Abstract:Deep convolutional neural networks have a large number of parameters and require a significant number of floating-point operations during computation, which limits their deployment in situations where the storage space is limited and computational resources are insufficient, such as in mobile phones and small robots. Many network compression methods have been proposed to address the aforementioned issues, including pruning, low-rank decomposition, quantization, etc. However, these methods typically fail to achieve a significant compression ratio in terms of the parameter count. Even when high compression rates are achieved, the network's performance is often significantly deteriorated, making it difficult to perform tasks effectively. In this study, we propose a more compact representation for neural networks, named Quantized Low-Rank Tensor Decomposition (QLTD), to super compress deep convolutional neural networks.

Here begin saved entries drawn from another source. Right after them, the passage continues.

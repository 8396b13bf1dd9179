//! Tests for the UDP transport over loopback

use std::net::UdpSocket;
use std::time::Duration;

use tictactoe_client::network::{UdpConnector, Connector, Channel};
use tictactoe_client::protocol::{
    decode_request, encode_response, receive_response, Request, Response,
};
use tictactoe_client::{ClientConfig, ClientError, ClientSession, ClientState};

fn bind_server() -> (UdpSocket, u16) {
    let socket = UdpSocket::bind("127.0.0.1:0").unwrap();
    socket
        .set_read_timeout(Some(Duration::from_secs(2)))
        .unwrap();
    let port = socket.local_addr().unwrap().port();
    (socket, port)
}

#[test]
fn test_udp_round_trip() {
    let (server, port) = bind_server();
    let mut connector = UdpConnector::new(2000);
    let mut channel = connector.open("127.0.0.1", port).unwrap();

    channel.send(&[3, 0, 0, 0, 0, 0, 0, 0]).unwrap();

    let mut buffer = [0u8; 64];
    let (n, client_addr) = server.recv_from(&mut buffer).unwrap();
    assert_eq!(decode_request(&buffer[..n]).unwrap(), Request::Quit);

    server
        .send_to(&encode_response(&Response::Ok), client_addr)
        .unwrap();

    let n = channel.receive(&mut buffer).unwrap();
    assert_eq!(&buffer[..n], &6u32.to_le_bytes());
}

#[test]
fn test_udp_nonblocking_receive_is_empty() {
    let (_server, port) = bind_server();
    let mut connector = UdpConnector::new(0);
    let mut channel = connector.open("127.0.0.1", port).unwrap();

    let mut buffer = [0u8; 64];
    assert_eq!(channel.receive(&mut buffer).unwrap(), 0);
}

#[test]
fn test_connector_from_config_uses_recv_timeout() {
    let (server, port) = bind_server();
    let config = ClientConfig::builder().recv_timeout_ms(1500).build();
    let mut connector = UdpConnector::from_config(&config);
    let mut channel = connector.open("127.0.0.1", port).unwrap();

    // A timed read waits for a late reply instead of returning at once
    channel.send(&[3, 0, 0, 0, 0, 0, 0, 0]).unwrap();
    let mut buffer = [0u8; 64];
    let (_, client_addr) = server.recv_from(&mut buffer).unwrap();
    let replier = std::thread::spawn(move || {
        std::thread::sleep(Duration::from_millis(200));
        server
            .send_to(&encode_response(&Response::Ok), client_addr)
            .unwrap();
    });

    assert_eq!(channel.receive(&mut buffer).unwrap(), 4);
    replier.join().unwrap();
}

#[test]
fn test_overlong_datagram_fails_framing() {
    let (server, port) = bind_server();
    let mut connector = UdpConnector::new(2000);
    let mut channel = connector.open("127.0.0.1", port).unwrap();

    channel.send(&[3, 0, 0, 0, 0, 0, 0, 0]).unwrap();
    let mut buffer = [0u8; 64];
    let (_, client_addr) = server.recv_from(&mut buffer).unwrap();

    let mut overlong = encode_response(&Response::AnnounceRoom {
        room_ids: [1, 2, 3, 4, 5, 6, 7, 8, 9, 10],
    });
    overlong.extend_from_slice(&[0xAA; 4]);
    server.send_to(&overlong, client_addr).unwrap();

    let mut buffer = [0u8; 45];
    let result = receive_response(&mut channel, ClientState::WaitingRoom, &mut buffer);
    // Unix hands back the first 45 bytes, Windows reports the overflow
    assert!(matches!(
        result,
        Err(ClientError::Unrecognized { length: 45, .. }) | Err(ClientError::Io(_))
    ));
}

#[test]
fn test_session_join_over_udp() {
    let (server, port) = bind_server();
    let config = ClientConfig::builder()
        .server_address("127.0.0.1")
        .server_port(port)
        .recv_timeout_ms(2000)
        .build();
    let connector = UdpConnector::from_config(&config);
    let mut session = ClientSession::new(config, connector).unwrap();

    session.request_join("carol").unwrap();

    let mut buffer = [0u8; 64];
    let (n, client_addr) = server.recv_from(&mut buffer).unwrap();
    assert_eq!(n, 25);
    match decode_request(&buffer[..n]).unwrap() {
        Request::Join { name } => assert_eq!(name.as_str(), "carol"),
        other => panic!("Expected JOIN, got {:?}", other),
    }

    server
        .send_to(&encode_response(&Response::Ok), client_addr)
        .unwrap();
    session.tick();

    assert_eq!(session.state(), ClientState::WaitingRoom);
}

Firstly, we employed low-rank Tucker decomposition to compress the pre-trained weights. Subsequently, to further exploit redundancies within the core tensor and factor matrices obtained through Tucker decomposition, we employed vector quantization to partition and cluster the weights. Simultaneously, we introduced a self-attention module for each core tensor and factor matrix to enhance the training responsiveness in critical regions. The object identification results in the CIFAR10 experiment showed that QLTD achieved a compression ratio of 35.43×, with less than 1% loss in accuracy and a compression ratio of 90.61×, with less than a 2% loss in accuracy. QLTD was able to achieve a significant compression ratio in terms of the parameter count and realize a good balance between compressing parameters and maintaining identification accuracy.

What problem does this paper attempt to address?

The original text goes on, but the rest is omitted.